§ **Stored data**
-- Opening Marker --

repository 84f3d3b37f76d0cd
//! SNS-backed event publisher.

use async_trait::async_trait;
use aws_sdk_sns::Client;
use aws_sdk_sns::error::{DisplayErrorContext, SdkError};
use tracing::debug;

use crate::domain::ports::{EventPublishError, EventPublisher};

/// [`EventPublisher`] sending messages to SNS topics by ARN.
#[derive(Debug, Clone)]
pub struct SnsEventPublisher {
    client: Client,
}

impl SnsEventPublisher {
    /// Create a publisher using `client`.
    pub fn new(client: Client) -> Self {
        Self { client }
    }
}

#[async_trait]
impl EventPublisher for SnsEventPublisher {
    async fn publish(&self, topic: &str, payload: &str) -> Result<(), EventPublishError> {
        let output = self
            .client
            .publish()
            .topic_arn(topic)
            .message(payload)
            .send()
            .await
            .map_err(|err| {
                let message = DisplayErrorContext(&err).to_string();
                match err {
                    SdkError::DispatchFailure(_) | SdkError::TimeoutError(_) => {
                        EventPublishError::unavailable(message)
                    }
                    _ => EventPublishError::rejected(message),
                }
            })?;
        debug!(topic, message_id = output.message_id().unwrap_or_default(), "published event");
        Ok(())
    }
}
//! Cross-origin header policy for the hotel endpoints.
//!
//! Browsers call the API from the admin front end on another origin, so
//! every response (errors included) carries the same permissive headers.

use actix_web::HttpResponseBuilder;
use actix_web::http::header::{
    ACCESS_CONTROL_ALLOW_HEADERS, ACCESS_CONTROL_ALLOW_METHODS, ACCESS_CONTROL_ALLOW_ORIGIN,
};
use actix_web::middleware::DefaultHeaders;

/// Origins allowed to call the API.
pub const ALLOW_ORIGIN: &str = "*";
/// Request headers clients may send.
pub const ALLOW_HEADERS: &str = "*";
/// Methods exposed on the hotel scope.
pub const ALLOW_METHODS: &str = "OPTIONS, POST";

/// Insert the policy headers on a response under construction.
pub fn apply(builder: &mut HttpResponseBuilder) {
    builder
        .insert_header((ACCESS_CONTROL_ALLOW_ORIGIN, ALLOW_ORIGIN))
        .insert_header((ACCESS_CONTROL_ALLOW_HEADERS, ALLOW_HEADERS))
        .insert_header((ACCESS_CONTROL_ALLOW_METHODS, ALLOW_METHODS));
}

/// Middleware adding the policy headers to responses that lack them.
///
/// # Examples
/// ```
/// use actix_web::{App, web};
/// use hotel_admin::inbound::http::cors;
///
/// let _app = App::new().service(web::scope("/api/v1").wrap(cors::headers()));
/// ```
pub fn headers() -> DefaultHeaders {
    DefaultHeaders::new()
        .add((ACCESS_CONTROL_ALLOW_ORIGIN, ALLOW_ORIGIN))
        .add((ACCESS_CONTROL_ALLOW_HEADERS, ALLOW_HEADERS))
        .add((ACCESS_CONTROL_ALLOW_METHODS, ALLOW_METHODS))
}
//! Health endpoints: liveness and readiness probes for orchestrators and load balancers.
use std::sync::atomic::{AtomicBool, Ordering};

use actix_web::{HttpResponse, get, http::header, web};

/// Shared health state for readiness and liveness checks.
pub struct HealthState {
    ready: AtomicBool,
    live: AtomicBool,
}

impl Default for HealthState {
    fn default() -> Self {
        Self {
            ready: AtomicBool::new(false),
            live: AtomicBool::new(true),
        }
    }
}

impl HealthState {
    /// Create a state that is live but not yet ready.
    pub fn new() -> Self {
        Self::default()
    }

    /// Mark the service as ready once adapters are wired.
    pub fn mark_ready(&self) {
        self.ready.store(true, Ordering::Release);
    }

    /// Flag the service as draining so liveness probes fail fast during shutdown.
    pub fn mark_unhealthy(&self) {
        self.live.store(false, Ordering::Release);
    }

    /// Return readiness state.
    pub fn is_ready(&self) -> bool {
        self.ready.load(Ordering::Acquire)
    }

    /// Return liveness state.
    pub fn is_alive(&self) -> bool {
        self.live.load(Ordering::Acquire)
    }

    fn probe_response(probe_ok: bool) -> HttpResponse {
        let mut response = if probe_ok {
            HttpResponse::Ok()
        } else {
            HttpResponse::ServiceUnavailable()
        };

        response
            .insert_header((header::CACHE_CONTROL, "no-store"))
            .finish()
    }
}

/// Readiness probe: 200 once the adapters are wired, 503 before.
#[utoipa::path(
    get,
    path = "/health/ready",
    tags = ["health"],
    responses(
        (status = 200, description = "Server is ready to handle traffic"),
        (status = 503, description = "Server is not ready")
    )
)]
#[get("/health/ready")]
pub async fn ready(state: web::Data<HealthState>) -> HttpResponse {
    HealthState::probe_response(state.is_ready())
}

/// Liveness probe: 200 while the process is alive, 503 once draining.
#[utoipa::path(
    get,
    path = "/health/live",
    tags = ["health"],
    responses(
        (status = 200, description = "Server is alive"),
        (status = 503, description = "Server is shutting down")
    )
)]
#[get("/health/live")]
pub async fn live(state: web::Data<HealthState>) -> HttpResponse {
    HealthState::probe_response(state.is_alive())
}
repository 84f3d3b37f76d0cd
//! Inbound adapters that translate external requests into domain service
//! calls while keeping framework details at the edge.

pub mod http;
//! Hotel listing administration backend.
//!
//! Layout follows ports and adapters: [`domain`] holds the creation pipeline
//! and its ports, [`inbound`] the HTTP surface, [`outbound`] the adapters.

pub mod doc;
pub mod domain;
pub mod inbound;
pub mod middleware;
pub mod outbound;
pub mod settings;

/// Public OpenAPI surface used by Swagger UI and tooling.
pub use doc::ApiDoc;
pub use domain::TraceId;
pub use middleware::Trace;
//! Multipart form ingestion for hotel submissions.
//!
//! The body is buffered in full (bounded by the configured upload limit)
//! and then parsed with `multer`. Text parts become fields; the first part
//! carrying a non-empty file name becomes the attachment and later file
//! parts are drained and ignored.

use std::collections::HashMap;
use std::convert::Infallible;

use actix_web::http::header::{CONTENT_TYPE, HeaderMap};
use actix_web::web;
use base64::Engine as _;
use base64::engine::general_purpose::STANDARD;
use bytes::{Bytes, BytesMut};
use futures_util::StreamExt as _;
use multer::Multipart;
use thiserror::Error;
use tracing::debug;

use crate::domain::Error;
use crate::domain::ports::{Attachment, CreateHotelRequest, HotelFormFields};

/// Header used by gateways to mark a base64-wrapped binary body.
pub const TRANSFER_ENCODING_HEADER: &str = "content-transfer-encoding";

/// Form field names of a hotel submission.
pub mod field_names {
    /// Hotel display name.
    pub const NAME: &str = "hotelName";
    /// Star rating.
    pub const RATING: &str = "hotelRating";
    /// City.
    pub const CITY: &str = "hotelCity";
    /// Nightly price.
    pub const PRICE: &str = "hotelPrice";
    /// Submitting user.
    pub const USER_ID: &str = "userId";
    /// Bearer token.
    pub const ID_TOKEN: &str = "idToken";
}

/// Reasons a request body cannot be read as a hotel form.
#[derive(Debug, Error)]
pub enum MalformedBody {
    /// The content type carries no multipart boundary.
    #[error("request must be multipart/form-data with a boundary")]
    MissingBoundary,
    /// The body was marked base64 but did not decode.
    #[error("request body is not valid base64")]
    Base64,
    /// The body exceeded the configured limit.
    #[error("request body exceeds {limit} bytes")]
    TooLarge { limit: usize },
    /// The attachment exceeded the configured limit.
    #[error("attachment exceeds {limit} bytes")]
    FileTooLarge { limit: usize },
    /// The payload stream failed while being read.
    #[error("request body could not be read")]
    Payload,
    /// The multipart structure is invalid. Parser detail stays in the logs.
    #[error("malformed multipart body")]
    Multipart(#[from] multer::Error),
}

impl From<MalformedBody> for Error {
    fn from(value: MalformedBody) -> Self {
        match &value {
            MalformedBody::Multipart(source) => {
                debug!(error = %value, detail = %source, "rejected malformed hotel form");
            }
            _ => debug!(error = %value, "rejected malformed hotel form"),
        }
        Error::invalid_request(value.to_string())
    }
}

/// Text fields and optional attachment read from a form.
#[derive(Debug, Default)]
pub struct IngestedForm {
    fields: HashMap<String, String>,
    attachment: Option<Attachment>,
}

impl IngestedForm {
    /// Text value of `name`; repeated fields keep their first value.
    #[must_use]
    pub fn field(&self, name: &str) -> Option<&str> {
        self.fields.get(name).map(String::as_str)
    }

    /// The first file part, if any.
    #[must_use]
    pub fn attachment(&self) -> Option<&Attachment> {
        self.attachment.as_ref()
    }

    /// Convert into the creation port's request.
    #[must_use]
    pub fn into_request(mut self) -> CreateHotelRequest {
        let mut take = |name: &str| self.fields.remove(name);
        let fields = HotelFormFields {
            name: take(field_names::NAME),
            city: take(field_names::CITY),
            rating: take(field_names::RATING),
            price: take(field_names::PRICE),
            user_id: take(field_names::USER_ID),
        };
        let id_token = take(field_names::ID_TOKEN);
        CreateHotelRequest {
            fields,
            id_token,
            attachment: self.attachment,
        }
    }
}

/// Reads multipart hotel submissions within a size budget.
#[derive(Debug, Clone, Copy)]
pub struct MultipartIngestor {
    max_upload_bytes: usize,
}

/// Allowance for text fields and part headers on top of the attachment.
const FORM_OVERHEAD_BYTES: usize = 64 * 1024;

impl MultipartIngestor {
    /// Create an ingestor accepting attachments up to `max_upload_bytes`.
    #[must_use]
    pub fn new(max_upload_bytes: usize) -> Self {
        Self { max_upload_bytes }
    }

    /// Largest raw body accepted, allowing for base64 inflation.
    #[must_use]
    pub fn body_limit(&self) -> usize {
        self.max_upload_bytes
            .saturating_add(FORM_OVERHEAD_BYTES)
            .saturating_mul(4)
            / 3
            + 4
    }

    /// Extract the multipart boundary from the request headers.
    pub fn boundary(headers: &HeaderMap) -> Result<String, MalformedBody> {
        let content_type = headers
            .get(CONTENT_TYPE)
            .and_then(|value| value.to_str().ok())
            .ok_or(MalformedBody::MissingBoundary)?;
        multer::parse_boundary(content_type).map_err(|_| MalformedBody::MissingBoundary)
    }

    /// Buffer the request payload, rejecting bodies over [`Self::body_limit`].
    pub async fn collect(&self, mut payload: web::Payload) -> Result<Bytes, MalformedBody> {
        let limit = self.body_limit();
        let mut body = BytesMut::new();
        while let Some(chunk) = payload.next().await {
            let chunk = chunk.map_err(|_| MalformedBody::Payload)?;
            if body.len() + chunk.len() > limit {
                return Err(MalformedBody::TooLarge { limit });
            }
            body.extend_from_slice(&chunk);
        }
        Ok(body.freeze())
    }

    /// Undo a gateway's base64 wrapping when the headers announce it.
    pub fn decode_transfer_encoding(
        headers: &HeaderMap,
        body: Bytes,
    ) -> Result<Bytes, MalformedBody> {
        let is_base64 = headers
            .get(TRANSFER_ENCODING_HEADER)
            .and_then(|value| value.to_str().ok())
            .is_some_and(|value| value.trim().eq_ignore_ascii_case("base64"));
        if !is_base64 {
            return Ok(body);
        }
        let compact: Vec<u8> = body
            .iter()
            .copied()
            .filter(|byte| !byte.is_ascii_whitespace())
            .collect();
        STANDARD
            .decode(compact)
            .map(Bytes::from)
            .map_err(|_| MalformedBody::Base64)
    }

    /// Parse `body` as multipart data delimited by `boundary`.
    pub async fn ingest(&self, body: Bytes, boundary: &str) -> Result<IngestedForm, MalformedBody> {
        let stream = futures_util::stream::once(async move { Ok::<Bytes, Infallible>(body) });
        let mut multipart = Multipart::new(stream, boundary);
        let mut form = IngestedForm::default();

        while let Some(mut field) = multipart.next_field().await? {
            let file_name = field
                .file_name()
                .map(str::to_owned)
                .filter(|name| !name.is_empty());
            match (file_name, field.name().map(str::to_owned)) {
                (Some(file_name), _) if form.attachment.is_none() => {
                    let content_type = field.content_type().map(ToString::to_string);
                    let mut data = BytesMut::new();
                    while let Some(chunk) = field.chunk().await? {
                        if data.len() + chunk.len() > self.max_upload_bytes {
                            return Err(MalformedBody::FileTooLarge {
                                limit: self.max_upload_bytes,
                            });
                        }
                        data.extend_from_slice(&chunk);
                    }
                    form.attachment = Some(Attachment {
                        file_name,
                        content_type,
                        data: data.freeze(),
                    });
                }
                (Some(file_name), _) => {
                    debug!(%file_name, "ignoring additional file part");
                    while field.chunk().await?.is_some() {}
                }
                (None, Some(name)) if field.file_name().is_none() => {
                    let text = field.text().await?;
                    form.fields.entry(name).or_insert(text);
                }
                (None, _) => while field.chunk().await?.is_some() {},
            }
        }
        Ok(form)
    }
}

-- Closing Marker --

§ **What you are asked to do**
Write out exactly the lines that fall from the line with "use base64::engine::general_purpose::STANDARD;" to the line with "base64-wrapped binary body." in the records above, keeping both ends.

§ **Exercise answer**
use base64::engine::general_purpose::STANDARD;
use bytes::{Bytes, BytesMut};
use futures_util::StreamExt as _;
use multer::Multipart;
use thiserror::Error;
use tracing::debug;

use crate::domain::Error;
use crate::domain::ports::{Attachment, CreateHotelRequest, HotelFormFields};

/// Header used by gateways to mark a base64-wrapped binary body.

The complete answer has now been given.